Kreston Bulmar is the most prominent Bulgarian accounting and consulting agency. Over their 25+ years of history, they have accumulated and written tens of hundreds of articles, analyses, commentaries, videos, and even published textbooks.
In 2019 they realized they lacked the means to share their vast knowledge effectively inside and outside the organization. Balans.bg was created to manage, organize, and monetize their expertise.
The goal was to create a go-to place for professionals where they could find the information needed to solve their specific business cases quickly.
Challenges & Solutions
There were four main branches of technical challenges:
⠀• data parsing and persistence
⠀• extraction of commonality between resources
⠀• creation of relations between resources
⠀• rendering data and doing it fast enough
All resources in balans.bg start as .docx files, which are converted into HTML via a rich text editor. The HTML is then processed in 3 steps.
This step ensures that the input HTML is standardized and ready to use in all further algorithms. Some of the tasks it performs include HTML sanitization, removal of extra characters, tags, and styles, and execution of table-and-image-specific algorithms..
Each resource type has its blueprint and pre-defined structural entities extracted, appropriately arranged, and assigned CSS classes. The HTML produced is the one that persisted in the database.
Before a resource is shown to users, it goes through a pipeline of algorithms concerned with creating various hints, modals, and hiding content for non-paid users.
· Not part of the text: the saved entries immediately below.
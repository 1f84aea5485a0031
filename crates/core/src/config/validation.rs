//! Configuration validation rules.
//!
//! This module provides validation logic for `AppConfig` values
//! after they have been loaded from environment, files, or defaults.

use std::net::SocketAddr;

use crate::config::AppConfig;
use thiserror::Error;

/// Configuration validation errors.
#[derive(Debug, Error)]
pub enum ConfigError {
    #[error("failed to load configuration: {0}")]
    LoadFailed(String),

    #[error("invalid configuration: {field} - {reason}")]
    Invalid { field: String, reason: String },

    #[error("missing required configuration: {field} ({hint})")]
    Missing { field: String, hint: String },
}

impl AppConfig {
    /// Validate configuration values after loading.
    ///
    /// # Errors
    ///
    /// Returns `ConfigError::Invalid` if:
    /// - `max_bytes` is 0 or exceeds 100MB
    /// - `timeout_ms` is less than 100ms or exceeds 5 minutes
    /// - `user_agent`, `cache_prefix` or `cache_version` is empty
    /// - `origin` is not an http(s) URL or `listen_addr` is not a socket address
    /// - a `precache` entry is not an absolute path
    ///
    /// Returns `ConfigError::Missing` if `backend_host` is empty.
    pub fn validate(&self) -> Result<(), ConfigError> {
        if self.max_bytes == 0 {
            return Err(ConfigError::Invalid { field: "max_bytes".into(), reason: "must be greater than 0".into() });
        }
        if self.max_bytes > 100 * 1024 * 1024 {
            return Err(ConfigError::Invalid { field: "max_bytes".into(), reason: "must not exceed 100MB".into() });
        }

        if self.timeout_ms < 100 {
            return Err(ConfigError::Invalid { field: "timeout_ms".into(), reason: "must be at least 100ms".into() });
        }
        if self.timeout_ms > 300_000 {
            return Err(ConfigError::Invalid {
                field: "timeout_ms".into(),
                reason: "must not exceed 5 minutes (300000ms)".into(),
            });
        }

        if self.user_agent.is_empty() {
            return Err(ConfigError::Invalid { field: "user_agent".into(), reason: "must not be empty".into() });
        }

        if self.cache_prefix.is_empty() {
            return Err(ConfigError::Invalid { field: "cache_prefix".into(), reason: "must not be empty".into() });
        }
        if self.cache_version.is_empty() {
            return Err(ConfigError::Invalid { field: "cache_version".into(), reason: "must not be empty".into() });
        }

        if self.backend_host.is_empty() {
            return Err(ConfigError::Missing {
                field: "backend_host".into(),
                hint: "Set RINKOREA_SW_BACKEND_HOST environment variable".into(),
            });
        }

        self.origin_url()?;

        if self.listen_addr.parse::<SocketAddr>().is_err() {
            return Err(ConfigError::Invalid {
                field: "listen_addr".into(),
                reason: format!("not a socket address: {}", self.listen_addr),
            });
        }

        if let Some(path) = self.precache.iter().find(|p| !p.starts_with('/')) {
            return Err(ConfigError::Invalid {
                field: "precache".into(),
                reason: format!("entries must be absolute paths, got {path}"),
            });
        }

        if self.precache.is_empty() {
            tracing::warn!("precache manifest is empty; install will create an empty static partition");
        }

        Ok(())
    }
}

#[cfg(test)]
mod tests {
    use super::*;

    #[test]
    fn test_validate_default_config() {
        let config = AppConfig::default();
        assert!(config.validate().is_ok());
    }

    #[test]
    fn test_validate_max_bytes_zero() {
        let config = AppConfig { max_bytes: 0, ..Default::default() };
        let result = config.validate();
        assert!(matches!(result, Err(ConfigError::Invalid { field, .. }) if field == "max_bytes"));
    }

    #[test]
    fn test_validate_timeout_too_small() {
        let config = AppConfig { timeout_ms: 50, ..Default::default() };
        let result = config.validate();
        assert!(matches!(result, Err(ConfigError::Invalid { field, .. }) if field == "timeout_ms"));
    }

    #[test]
    fn test_validate_timeout_exceeds_limit() {
        let config = AppConfig { timeout_ms: 301_000, ..Default::default() };
        let result = config.validate();
        assert!(matches!(result, Err(ConfigError::Invalid { field, .. }) if field == "timeout_ms"));
    }

    #[test]
    fn test_validate_empty_version() {
        let config = AppConfig { cache_version: String::new(), ..Default::default() };
        let result = config.validate();
        assert!(matches!(result, Err(ConfigError::Invalid { field, .. }) if field == "cache_version"));
    }

    #[test]
    fn test_validate_missing_backend_host() {
        let config = AppConfig { backend_host: String::new(), ..Default::default() };
        assert!(matches!(config.validate(), Err(ConfigError::Missing { .. })));
    }

    #[test]
    fn test_validate_bad_listen_addr() {
        let config = AppConfig { listen_addr: "localhost".into(), ..Default::default() };
        let result = config.validate();
        assert!(matches!(result, Err(ConfigError::Invalid { field, .. }) if field == "listen_addr"));
    }

    #[test]
    fn test_validate_relative_precache_path() {
        let config = AppConfig { precache: vec!["/".into(), "favicon.ico".into()], ..Default::default() };
        let result = config.validate();
        assert!(matches!(result, Err(ConfigError::Invalid { field, .. }) if field == "precache"));
    }

    #[test]
    fn test_validate_edge_case_values() {
        let config = AppConfig { max_bytes: 1, timeout_ms: 100, ..Default::default() };
        assert!(config.validate().is_ok());
    }
}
This is the HTML rendered on the site.
Everything is a resource
Almost everything in balans.bg is a "resource" - calculators, articles, legal acts, videos, news, and textbooks are all resources.
A resource can generate a unique identifier, URLs for users and admins, have authors, connections to other resources, be part of various statistics and search results, and much more.
It was challenging to create an all-encompassing abstraction as sometimes resources are composed of other resources.
Every law is a resource and has versions - one for every time the lawmaker has updated it. Law versions are resources, too, and contain hundreds of articles, which are resources yet again..
The functionality that recommends resources as relevant is enabled via man-made relations between resources. Currently, you can find nearly 4000 unique resources (articles of legal acts excluded), separated into 13 resource categories, which are further broken into 68 types of resources. You won't be able to see the complete list; however, different subsets will be presented to you as groups of relevant resources while you browse balans.bg.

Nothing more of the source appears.